Há mais de quatro anos que
tento formular um projeto amplo de defesa da privacidade.
Deixei para o próximo período,
porque não encontrei interesse
de quase ninguém ou procurei
pessoas que estavam em outros
projetos mais urgentes.
Tanto tempo demorei que os
mais recentes livros sobre o tema me asseguram que minha
preocupação está superada.
Já não se trata mais da luta
pela privacidade que surgiu nas
duas últimas décadas nos países
chamados desenvolvidos. Era
uma luta com conteúdo ideológico, marcada pela aparição da
informática e pela possibilidade
de o Estado controlar potentes
computadores.
Em "Technology and Privacy:
The New Landscape", Simon G.
Davies garante que o direito à
privacidade está sofrendo um
processo de transformação, tornando-se muito mais uma
preocupação em proteger dados
do que propriamente pessoas. O
indivíduo perde um pouco de
espaço para o consumidor que
realiza inúmeras transações comerciais pela rede global de comunicações.
Acredito que isso seja verdadeiro, embora o próprio livro,
editado por Philip Agre e Marc
Rotenberg, registre o surgimento de uma nova geração de militantes da privacidade, orientados mais para as novas possibilidades tecnológicas e colocando a possibilidade de criptografar suas mensagens como um
dos novos temas de debate público.
O que fazer no Brasil, onde a
primeira fase não chegou a existir e é preciso integrar também
as particularidades de um novo
momento? O atraso poderia ter
sido superado se tivéssemos
unido num bloco o episódio das
eleições do Rio, no qual o conteúdo de um grampo tornou-se
tema de campanha, e as gravações que culminaram com a
queda de ministros e altos dirigentes.
No Rio, a gravação contra o
candidato Garotinho foi usada
até o momento em que a Justiça
bloqueou sua divulgação.

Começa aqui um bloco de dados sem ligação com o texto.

//! Slurm protocol tests against a scripted command runner.

use std::collections::VecDeque;
use std::sync::{Arc, Mutex};

use async_trait::async_trait;
use sluice_config::SchedulerConfig;
use sluice_scheduler::{
  BatchScheduler, CommandOutput, CommandRunner, JobHandle, JobState, SchedulerError, SlurmScheduler,
  SubmitRequest,
};

/// Replays canned outputs and records every invocation.
#[derive(Default)]
struct ScriptedRunner {
  replies: Mutex<VecDeque<std::io::Result<CommandOutput>>>,
  calls: Mutex<Vec<(String, Vec<String>)>>,
}

impl ScriptedRunner {
  fn reply(&self, status: i32, stdout: &str) {
    self.replies.lock().unwrap().push_back(Ok(CommandOutput {
      status: Some(status),
      stdout: stdout.to_string(),
      stderr: if status == 0 { String::new() } else { "slurm_load_jobs error".to_string() },
    }));
  }

  fn unreachable(&self) {
    self.replies.lock().unwrap().push_back(Err(std::io::Error::new(
      std::io::ErrorKind::NotFound,
      "sbatch: command not found",
    )));
  }

  fn calls(&self) -> Vec<(String, Vec<String>)> {
    self.calls.lock().unwrap().clone()
  }
}

#[async_trait]
impl CommandRunner for ScriptedRunner {
  async fn run(&self, program: &str, args: &[String]) -> std::io::Result<CommandOutput> {
    self
      .calls
      .lock()
      .unwrap()
      .push((program.to_string(), args.to_vec()));
    self
      .replies
      .lock()
      .unwrap()
      .pop_front()
      .unwrap_or_else(|| Ok(CommandOutput::default()))
  }
}

fn config(node_fail_timeout_secs: u64) -> SchedulerConfig {
  SchedulerConfig {
    retries: 3,
    retry_delay_ms: 1,
    node_fail_timeout_secs,
    partition: Some("batch".to_string()),
    ..Default::default()
  }
}

fn slurm(timeout: u64) -> (SlurmScheduler, Arc<ScriptedRunner>) {
  let runner = Arc::new(ScriptedRunner::default());
  (SlurmScheduler::with_runner(config(timeout), runner.clone()), runner)
}

fn request(after_ok: &[&str], after_any: &[&str]) -> SubmitRequest {
  SubmitRequest {
    job_name: "sort".to_string(),
    workdir: "/scratch/run1".into(),
    driver: "/usr/bin/sluice".into(),
    args: vec!["exec-task".to_string(), "task.json".to_string()],
    cpu_count: 2,
    memory_mb: 512,
    priority: 10,
    stdout: "/scratch/run1/logs/stdout.txt".into(),
    stderr: "/scratch/run1/logs/stderr.txt".into(),
    after_ok: after_ok.iter().map(|s| JobHandle::new(*s)).collect(),
    after_any: after_any.iter().map(|s| JobHandle::new(*s)).collect(),
    ..Default::default()
  }
}

#[tokio::test]
async fn test_submit_builds_sbatch_command() {
  let (slurm, runner) = slurm(300);
  runner.reply(0, "4242;cluster\n");

  let job = slurm.submit(request(&["1", "2"], &["3"])).await.unwrap();
  assert_eq!(job, JobHandle::new("4242"));

  let calls = runner.calls();
  let (program, args) = &calls[0];
  assert_eq!(program, "sbatch");
  assert_eq!(args[0], "--parsable");
  assert!(args.contains(&"--kill-on-invalid-dep=yes".to_string()));
  assert!(args.contains(&"--dependency=afterok:1:2,afterany:3".to_string()));
  assert!(args.contains(&"--cpus-per-task=2".to_string()));
  assert!(args.contains(&"--mem=512M".to_string()));
  assert!(args.contains(&"--partition=batch".to_string()));
  assert_eq!(&args[args.len() - 3..], ["/usr/bin/sluice", "exec-task", "task.json"]);
}

#[tokio::test]
async fn test_transient_failures_are_retried() {
  let (slurm, runner) = slurm(300);
  runner.unreachable();
  runner.reply(1, "");
  runner.reply(0, "77");

  let job = slurm.submit(request(&[], &[])).await.unwrap();
  assert_eq!(job, JobHandle::new("77"));
  assert_eq!(runner.calls().len(), 3);
}

#[tokio::test]
async fn test_exhausted_retries_are_surfaced() {
  let (slurm, runner) = slurm(300);
  for _ in 0..3 {
    runner.reply(1, "");
  }
  let err = slurm.submit(request(&[], &[])).await.unwrap_err();
  assert!(matches!(err, SchedulerError::CommandFailed { attempts: 3, .. }));
  assert_eq!(runner.calls().len(), 3);
}

#[tokio::test]
async fn test_get_state_reads_sacct() {
  let (slurm, runner) = slurm(300);
  runner.reply(
    0,
    "9|CANCELLED by 1000|5|2024-03-01T10:00:00|Unknown|2024-03-01T10:01:00|0:15\n9.batch|CANCELLED|5||||\n",
  );
  runner.reply(0, "");

  let job = JobHandle::new("9");
  assert_eq!(slurm.get_state(&job).await.unwrap(), JobState::Cancelled);
  // Not yet known to accounting.
  assert_eq!(slurm.get_state(&job).await.unwrap(), JobState::Unknown);

  let (program, args) = &runner.calls()[0];
  assert_eq!(program, "sacct");
  assert!(args.contains(&"--jobs=9".to_string()));
}

#[tokio::test]
async fn test_node_failure_is_transient_until_timeout() {
  let (slurm, runner) = slurm(300);
  runner.reply(0, "5|NODE_FAIL|1||||\n");
  assert_eq!(
    slurm.get_state(&JobHandle::new("5")).await.unwrap(),
    JobState::ResourceWait
  );

  let (slurm, runner) = self::slurm(0);
  runner.reply(0, "5|NODE_FAIL|1||||\n");
  assert_eq!(
    slurm.get_state(&JobHandle::new("5")).await.unwrap(),
    JobState::Failed
  );
}

#[tokio::test]
async fn test_cancel_includes_registered_dependents() {
  let (slurm, runner) = slurm(300);
  runner.reply(0, "100");
  runner.reply(0, "101");
  runner.reply(0, "102");
  let a = slurm.submit(request(&[], &[])).await.unwrap();
  let b = slurm.submit(request(&["100"], &[])).await.unwrap();
  let c = slurm.submit(request(&[], &["101"])).await.unwrap();

  let cancelled = slurm.cancel(&a).await.unwrap();
  assert_eq!(cancelled, vec![a, b, c]);

  let calls = runner.calls();
  let (program, args) = calls.last().unwrap();
  assert_eq!(program, "scancel");
  assert_eq!(args, &["100", "101", "102"]);
}

#[tokio::test]
async fn test_accounting_and_priority() {
  let (slurm, runner) = slurm(300);
  runner.reply(
    0,
    "1|COMPLETED|40|2024-03-01T10:00:00|2024-03-01T10:00:02|2024-03-01T10:00:09|0:0\n2|FAILED|40|2024-03-01T10:00:00|2024-03-01T10:00:02|2024-03-01T10:00:03|2:0\n",
  );
  let jobs = [JobHandle::new("1"), JobHandle::new("2")];
  let records = slurm.accounting(&jobs).await.unwrap();
  assert_eq!(records[&jobs[0]].state, JobState::Completed);
  assert_eq!(records[&jobs[1]].exit_code, Some(2));
  assert_eq!(records[&jobs[1]].priority, Some(40));

  slurm.set_priority(&jobs, 99).await.unwrap();
  let calls = runner.calls();
  assert_eq!(calls.len(), 3);
  assert_eq!(calls[1].1, ["update", "JobId=1", "Priority=99"]);
}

No
caso do ministro, o interesse público acabou sendo o argumento que fez das fitas gravadas peças-multimídia da política :
uma edição via Internet foi colocada à disposição do público
poucos dias depois de terem sido divulgadas, amplamente, as
fitas de Monica Lewinsky, confessando que, ao olhar dentro
dos olhos do presidente Clinton,
se apaixonou por ele.
O grande embaraço em gravações feitas para desvendar uma
transgressão política é que elas
rodam ininterruptamente.
Caem na sua rede informações
de interesse público e relatos íntimos, pessoais. A justiça política se realiza com a máxima que
tornou mais cinzento o século
20: "Os fins justificam os
meios".
O livro, editado pela MIT
Press, apresenta uma definição
de privacidade que é a capacidade de negociar relações sociais, controlando o acesso das
informações sobre si mesmo. Esse front, no meu entender, nunca poderá ignorar o indivíduo
com suas relações sentimentais,
embora não se deva abandonar
também o terreno do direito do
consumidor.
Essas duas coisas se harmonizam com a emergência do telefone celular. Quando tentamos
examinar a capacidade de controle que a TeleBrasília tem sobre os celulares na cidade, constatamos que era incapaz de detectar grampos, feitos com mecanismos modernos e acessíveis,
sobretudo em Miami.
Essa incapacidade não era notada apenas num dos lados,
mas também na própria indústria. Os telefones celulares, se
não desenvolvem mecanismos
contra o rastreamento, deveriam registrar no seu manual
que são vulneráveis a rastreamentos.
Isso pelo menos poderia gerar
uma nova cultura no uso dos
celulares até que as empresas
dessem o salto tecnológico necessário para proteger as conexões. E poderia também colocar
um desafio às empresas telefônicas. O fato de o grampo ter
surgido a propósito da privatização das teles dramatiza esse
ângulo da questão.
No momento em que se prepara para adotar os mais modernos sistemas de telecomunicação, o escândalo político se materializa em gravações clandestinas. Isso revela a fragilidade
do salto tecnológico se não vem
subordinado a certas questões.
Por exemplo: vamos poder falar
de qualquer lugar para qualquer lugar, mas teremos privacidade?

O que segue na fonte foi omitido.